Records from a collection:

* * *

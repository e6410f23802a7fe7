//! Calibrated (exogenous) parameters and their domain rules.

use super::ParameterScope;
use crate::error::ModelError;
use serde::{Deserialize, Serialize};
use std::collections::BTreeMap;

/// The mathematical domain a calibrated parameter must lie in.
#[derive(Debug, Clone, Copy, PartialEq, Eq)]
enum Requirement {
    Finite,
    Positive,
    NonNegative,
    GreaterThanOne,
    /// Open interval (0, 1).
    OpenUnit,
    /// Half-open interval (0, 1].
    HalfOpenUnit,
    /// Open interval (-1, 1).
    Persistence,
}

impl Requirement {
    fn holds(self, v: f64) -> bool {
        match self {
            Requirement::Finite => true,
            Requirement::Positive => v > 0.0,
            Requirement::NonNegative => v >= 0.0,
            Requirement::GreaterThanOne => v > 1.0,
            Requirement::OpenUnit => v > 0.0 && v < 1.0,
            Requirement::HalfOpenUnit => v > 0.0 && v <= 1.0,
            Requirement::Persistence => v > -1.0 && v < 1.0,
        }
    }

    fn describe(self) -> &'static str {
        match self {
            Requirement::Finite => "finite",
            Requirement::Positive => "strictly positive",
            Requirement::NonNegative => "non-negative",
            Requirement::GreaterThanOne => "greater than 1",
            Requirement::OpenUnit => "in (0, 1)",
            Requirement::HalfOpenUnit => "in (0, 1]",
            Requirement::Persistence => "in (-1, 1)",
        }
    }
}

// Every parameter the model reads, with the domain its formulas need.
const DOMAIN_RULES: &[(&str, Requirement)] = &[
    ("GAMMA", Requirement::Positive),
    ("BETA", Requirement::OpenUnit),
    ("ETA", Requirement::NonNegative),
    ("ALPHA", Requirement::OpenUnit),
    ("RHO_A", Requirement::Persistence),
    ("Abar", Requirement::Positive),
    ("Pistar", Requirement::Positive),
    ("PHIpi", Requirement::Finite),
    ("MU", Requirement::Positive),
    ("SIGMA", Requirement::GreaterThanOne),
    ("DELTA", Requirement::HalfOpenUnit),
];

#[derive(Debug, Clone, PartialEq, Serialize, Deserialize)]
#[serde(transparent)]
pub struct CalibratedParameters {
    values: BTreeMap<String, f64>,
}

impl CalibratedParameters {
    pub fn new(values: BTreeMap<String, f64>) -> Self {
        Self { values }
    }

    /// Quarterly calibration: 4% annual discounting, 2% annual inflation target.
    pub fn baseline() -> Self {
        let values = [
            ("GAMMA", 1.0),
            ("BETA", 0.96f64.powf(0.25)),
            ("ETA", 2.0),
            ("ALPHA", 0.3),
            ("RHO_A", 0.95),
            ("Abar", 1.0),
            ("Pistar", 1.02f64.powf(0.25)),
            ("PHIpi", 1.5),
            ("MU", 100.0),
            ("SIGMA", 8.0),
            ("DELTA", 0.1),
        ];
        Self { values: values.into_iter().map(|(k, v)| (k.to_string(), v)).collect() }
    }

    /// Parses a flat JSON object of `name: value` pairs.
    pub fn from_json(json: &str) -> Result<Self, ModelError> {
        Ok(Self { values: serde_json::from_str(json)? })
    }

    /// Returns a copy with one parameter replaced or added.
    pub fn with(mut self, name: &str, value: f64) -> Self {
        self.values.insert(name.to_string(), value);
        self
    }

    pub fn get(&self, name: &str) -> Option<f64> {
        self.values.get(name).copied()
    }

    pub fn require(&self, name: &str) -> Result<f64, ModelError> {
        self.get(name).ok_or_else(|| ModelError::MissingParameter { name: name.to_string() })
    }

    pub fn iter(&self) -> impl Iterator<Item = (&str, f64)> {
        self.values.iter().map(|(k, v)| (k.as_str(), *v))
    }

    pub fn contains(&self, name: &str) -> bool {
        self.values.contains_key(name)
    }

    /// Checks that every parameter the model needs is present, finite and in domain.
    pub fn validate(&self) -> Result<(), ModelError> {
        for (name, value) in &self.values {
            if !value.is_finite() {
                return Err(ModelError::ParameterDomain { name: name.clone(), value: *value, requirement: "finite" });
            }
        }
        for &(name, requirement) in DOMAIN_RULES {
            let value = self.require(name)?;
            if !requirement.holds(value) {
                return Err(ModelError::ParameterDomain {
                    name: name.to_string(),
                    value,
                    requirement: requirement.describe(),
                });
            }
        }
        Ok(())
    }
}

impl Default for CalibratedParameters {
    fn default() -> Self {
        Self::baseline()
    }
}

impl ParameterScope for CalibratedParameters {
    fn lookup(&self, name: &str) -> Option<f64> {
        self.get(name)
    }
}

* * *

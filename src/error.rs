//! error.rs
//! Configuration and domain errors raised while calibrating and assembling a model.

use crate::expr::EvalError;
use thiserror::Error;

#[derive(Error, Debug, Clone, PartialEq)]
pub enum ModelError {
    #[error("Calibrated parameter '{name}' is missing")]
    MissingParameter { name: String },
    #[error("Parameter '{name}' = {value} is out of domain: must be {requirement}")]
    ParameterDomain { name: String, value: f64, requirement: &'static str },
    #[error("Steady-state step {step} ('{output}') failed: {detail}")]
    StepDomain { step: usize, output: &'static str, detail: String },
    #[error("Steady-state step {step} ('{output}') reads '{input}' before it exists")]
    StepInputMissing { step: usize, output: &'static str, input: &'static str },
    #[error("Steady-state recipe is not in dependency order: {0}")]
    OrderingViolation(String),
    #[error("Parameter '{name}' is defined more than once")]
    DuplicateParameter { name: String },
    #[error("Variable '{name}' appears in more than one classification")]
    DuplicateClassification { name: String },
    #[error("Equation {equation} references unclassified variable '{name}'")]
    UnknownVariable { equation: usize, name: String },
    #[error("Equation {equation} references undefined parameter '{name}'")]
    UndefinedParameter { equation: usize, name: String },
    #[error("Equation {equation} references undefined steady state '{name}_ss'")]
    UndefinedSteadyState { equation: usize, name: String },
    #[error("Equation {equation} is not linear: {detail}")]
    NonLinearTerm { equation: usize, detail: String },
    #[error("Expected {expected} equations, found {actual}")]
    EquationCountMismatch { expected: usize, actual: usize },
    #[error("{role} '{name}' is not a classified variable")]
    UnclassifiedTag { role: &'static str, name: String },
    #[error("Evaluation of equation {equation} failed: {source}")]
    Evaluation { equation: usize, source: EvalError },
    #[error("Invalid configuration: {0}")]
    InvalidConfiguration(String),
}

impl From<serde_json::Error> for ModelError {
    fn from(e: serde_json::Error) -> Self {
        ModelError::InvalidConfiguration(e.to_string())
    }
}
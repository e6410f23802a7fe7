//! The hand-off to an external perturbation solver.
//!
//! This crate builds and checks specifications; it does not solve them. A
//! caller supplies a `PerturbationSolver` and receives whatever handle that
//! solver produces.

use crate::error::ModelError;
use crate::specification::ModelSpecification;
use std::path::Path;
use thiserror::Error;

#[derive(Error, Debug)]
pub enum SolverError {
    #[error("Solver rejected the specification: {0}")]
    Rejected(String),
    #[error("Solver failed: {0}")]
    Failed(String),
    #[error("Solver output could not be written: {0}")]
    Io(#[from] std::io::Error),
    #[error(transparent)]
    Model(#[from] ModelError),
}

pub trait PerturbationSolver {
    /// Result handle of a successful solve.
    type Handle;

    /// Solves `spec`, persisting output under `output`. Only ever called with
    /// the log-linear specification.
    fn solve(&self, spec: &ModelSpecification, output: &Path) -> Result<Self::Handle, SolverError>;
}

* * *

▶ **What is expected**
Search the records above for "ParameterDomain" and copy every line that has it.

▶ **Task output**
                return Err(ModelError::ParameterDomain { name: name.clone(), value: *value, requirement: "finite" });
                return Err(ModelError::ParameterDomain {
    ParameterDomain { name: String, value: f64, requirement: &'static str },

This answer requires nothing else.